Governor-General Michael Jeffery formally proclaimed the end of Australian Workplace Agreements at 10:45am yesterday, an event coinciding with the second anniversary of the introduction of the former Howard government’s WorkChoices legislation.
The proclamation means that as of midnight last night, no new AWAs can be made. However, there seems to be some confusion in the media as to whether "Forward with Fairness" actually means the end of AWAs and the overturning of the WorkChoices regime.
Let me tell you – it doesn’t. They will be with us for some time to come.
Under the so-called Forward with Fairness arrangements, existing AWAs can continue up to and even beyond their five year nominal expiry dates, and workers (in workplaces currently using AWAs) can still be offered a new type of individual workplace agreements called an ITEA (individual transitional employment agreement) – kind of an ‘AWA-Plus’.
While the new ITEA agreements have to pass the new No Disadvantage Test, the same does not apply to AWAs that workers have been required to sign in the few months since the election. Yes, workers have been signing AWAs up until this new legislation was in place and may have to remain on them for the next five years.
In Parliament, the Greens argued there should be an opportunity within the Act for workers who are stuck on an unfair AWA to ask the Workplace Authority to assess it against the Government’s new No Disadvantage Test. If it fails the new test, then they should be able to choose to unilaterally terminate that agreement. Fair enough? Unfortunately the Government did not support our amendments.
Just as the title of WorkChoices created the impression that Howard’s workplace reforms increased workers’ choices rather than decreased them, so too the title Forward with Fairness seems to be misleading.
Our primary concern with efforts to reform our industrial relations system should be to ensure a framework of laws which support and protect the interests of the most vulnerable in our workplaces. The WorkChoices changes hit hardest those who are least advantaged in our society – young people, women, migrants, those in low-paid and so-called ‘vulnerable’ work, including casual and temporary workers. Unfortunately, these same people are likely to be the ones most affected by the half-hearted scrapping of AWAs.

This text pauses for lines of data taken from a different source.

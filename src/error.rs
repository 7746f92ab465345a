//! Newsrc error types

use std::path::PathBuf;
use thiserror::Error;

/// Errors raised while loading or persisting newsgroup state
///
/// Malformed lines and range tokens are never reported here; they are
/// skipped while parsing.
#[derive(Error, Debug)]
pub enum NewsrcError {
    /// IO error while opening, reading, writing or renaming a file
    #[error("IO error: {0}")]
    Io(#[from] std::io::Error),

    /// The advisory lock on the subscription file could not be taken
    #[error("Can't lock {}: {source}", path.display())]
    Lock {
        /// File that was being locked
        path: PathBuf,
        /// Underlying lock failure
        source: std::io::Error,
    },

    /// No subscription file pattern configured
    #[error("No newsrc file configured")]
    NoNewsrc,

    /// Server identity can't be used as an account
    #[error("Invalid news server: {0}")]
    InvalidServer(String),

    /// Generic error
    #[error("{0}")]
    Other(String),
}

/// Result type alias using NewsrcError
pub type Result<T> = std::result::Result<T, NewsrcError>;

/// Successful outcome of an operation that may have had nothing to do
///
/// Together with `Err(_)` this forms the failed/unchanged/updated triple
/// reported by every file-level operation.
#[derive(Debug, Clone, Copy, PartialEq, Eq)]
pub enum Outcome {
    /// Nothing needed doing; in-memory state is untouched
    Unchanged,
    /// State was reloaded or rewritten
    Updated,
}

impl Outcome {
    /// Whether the operation changed anything
    #[must_use]
    pub fn is_updated(self) -> bool {
        self == Outcome::Updated
    }
}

The PR machines of the Labor Government are working overtime on their industrial relations spin. We are being told that after midnight on March 27, there will be no more AWAs – but that’s far from the whole truth.

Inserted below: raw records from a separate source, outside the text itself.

//! News server identity and newsrc settings

use std::path::{Path, PathBuf};

/// Identity of a news server account
///
/// Only what is needed to tell accounts apart is kept here: it names the
/// cache directory and fills in the newsrc filename pattern.
///
/// # Example
///
/// ```
/// use nntp_newsrc::ServerConfig;
///
/// let server = ServerConfig::tls("News.Example.com").with_username("alice");
/// assert_eq!(server.account(), "alice@News.Example.com");
/// assert_eq!(
///     server.expand_newsrc("/home/alice/.newsrc-%s"),
///     std::path::PathBuf::from("/home/alice/.newsrc-news.example.com")
/// );
/// ```
#[must_use]
#[derive(Debug, Clone, PartialEq, Eq)]
#[cfg_attr(feature = "serde", derive(serde::Serialize, serde::Deserialize))]
pub struct ServerConfig {
    /// Server hostname (e.g., "news.example.com")
    pub host: String,

    /// Server port (typically 119 for plain, 563 for TLS)
    pub port: u16,

    /// Use TLS/SSL encryption
    #[cfg_attr(feature = "serde", serde(default))]
    pub tls: bool,

    /// Username, if the account authenticates
    #[cfg_attr(feature = "serde", serde(default))]
    pub username: Option<String>,
}

impl ServerConfig {
    /// Standard plain NNTP port
    pub const PLAIN_PORT: u16 = 119;
    /// Standard NNTP-over-TLS port
    pub const TLS_PORT: u16 = 563;

    /// Create a new server identity
    pub fn new(host: impl Into<String>, port: u16, tls: bool) -> Self {
        Self {
            host: host.into(),
            port,
            tls,
            username: None,
        }
    }

    /// Plain connection on the standard port (119)
    pub fn plain(host: impl Into<String>) -> Self {
        Self::new(host, Self::PLAIN_PORT, false)
    }

    /// TLS connection on the standard secure port (563)
    pub fn tls(host: impl Into<String>) -> Self {
        Self::new(host, Self::TLS_PORT, true)
    }

    /// Set the account username
    pub fn with_username(mut self, username: impl Into<String>) -> Self {
        self.username = Some(username.into());
        self
    }

    /// URL scheme: `snews` for TLS, `news` otherwise
    pub fn scheme(&self) -> &'static str {
        if self.tls { "snews" } else { "news" }
    }

    /// Whether the port is the standard one for the scheme
    #[must_use]
    pub fn is_default_port(&self) -> bool {
        let default = if self.tls {
            Self::TLS_PORT
        } else {
            Self::PLAIN_PORT
        };
        self.port == default
    }

    /// `[user@]host[:port]`, the port only when it is not the default
    pub fn account(&self) -> String {
        let mut account = String::new();
        if let Some(user) = &self.username {
            account.push_str(user);
            account.push('@');
        }
        account.push_str(&self.host);
        if !self.is_default_port() {
            account.push(':');
            account.push_str(&self.port.to_string());
        }
        account
    }

    /// Stable name for this account's cache directory
    pub fn cache_namespace(&self) -> String {
        self.account().replace(['/', '\\'], "_")
    }

    /// Expand a newsrc filename pattern for this account
    ///
    /// | Expando | Value
    /// |:--------|:--------------------------------
    /// | `%a`    | account, `[user@]host[:port]`
    /// | `%p`    | port
    /// | `%P`    | port if not the default
    /// | `%s`    | server name, lowercased
    /// | `%S`    | scheme (`news` or `snews`)
    /// | `%u`    | username
    /// | `%%`    | a literal `%`
    ///
    /// Unknown expandos are kept verbatim and a leading `~/` becomes the home
    /// directory.
    pub fn expand_newsrc(&self, pattern: &str) -> PathBuf {
        let mut out = String::with_capacity(pattern.len());
        let mut chars = pattern.chars();
        while let Some(c) = chars.next() {
            if c != '%' {
                out.push(c);
                continue;
            }
            match chars.next() {
                Some('a') => out.push_str(&self.account()),
                Some('p') => out.push_str(&self.port.to_string()),
                Some('P') => {
                    if !self.is_default_port() {
                        out.push_str(&self.port.to_string());
                    }
                }
                Some('s') => out.push_str(&self.host.to_lowercase()),
                Some('S') => out.push_str(self.scheme()),
                Some('u') => out.push_str(self.username.as_deref().unwrap_or("")),
                Some('%') => out.push('%'),
                Some(other) => {
                    out.push('%');
                    out.push(other);
                }
                None => out.push('%'),
            }
        }
        expand_home(Path::new(&out))
    }
}

/// Replace a leading `~` with the home directory, when one is known
pub fn expand_home(path: &Path) -> PathBuf {
    match (path.strip_prefix("~"), dirs::home_dir()) {
        (Ok(rest), Some(home)) => home.join(rest),
        _ => path.to_path_buf(),
    }
}

/// Settings for newsrc handling and caching
///
/// # Example
///
/// ```
/// use nntp_newsrc::NewsrcConfig;
///
/// let config = NewsrcConfig::new("~/.newsrc-%s")
///     .with_cache_dir("/var/cache/news")
///     .with_save_unsubscribed(true);
/// assert!(config.save_unsubscribed);
/// assert!(!config.mark_old);
/// ```
#[must_use]
#[derive(Debug, Clone, PartialEq, Eq)]
#[cfg_attr(feature = "serde", derive(serde::Serialize, serde::Deserialize))]
#[cfg_attr(feature = "serde", serde(default))]
pub struct NewsrcConfig {
    /// Newsrc filename pattern, see [`ServerConfig::expand_newsrc`]
    pub newsrc: String,

    /// Directory for cached listings, headers and bodies; `None` disables
    /// caching
    pub cache_dir: Option<PathBuf>,

    /// Keep ranges and caches of unsubscribed groups
    pub save_unsubscribed: bool,

    /// Report cached but unread articles as old
    pub mark_old: bool,
}

impl Default for NewsrcConfig {
    fn default() -> Self {
        Self {
            newsrc: "~/.newsrc".to_string(),
            cache_dir: None,
            save_unsubscribed: false,
            mark_old: false,
        }
    }
}

impl NewsrcConfig {
    /// Settings with the given newsrc pattern and everything else default
    pub fn new(newsrc: impl Into<String>) -> Self {
        Self {
            newsrc: newsrc.into(),
            ..Self::default()
        }
    }

    /// Enable caching under `dir`
    pub fn with_cache_dir(mut self, dir: impl Into<PathBuf>) -> Self {
        self.cache_dir = Some(dir.into());
        self
    }

    /// Keep state of unsubscribed groups
    pub fn with_save_unsubscribed(mut self, save: bool) -> Self {
        self.save_unsubscribed = save;
        self
    }

    /// Mark cached unread articles as old
    pub fn with_mark_old(mut self, mark_old: bool) -> Self {
        self.mark_old = mark_old;
        self
    }
}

AWAs are here to stay for the foreseeable future. The Government could have ensured they ended when the broader reforms come into effect in 2010, but they chose not to. They could have ensured that those on unfair AWAs could get off them, but they chose not to. They could have ensured that those AWAs still waiting to be assessed were assessed against the new fairer No Disadvantage Test, but they chose not to.
So much for the end of WorkChoices and the death of AWAs.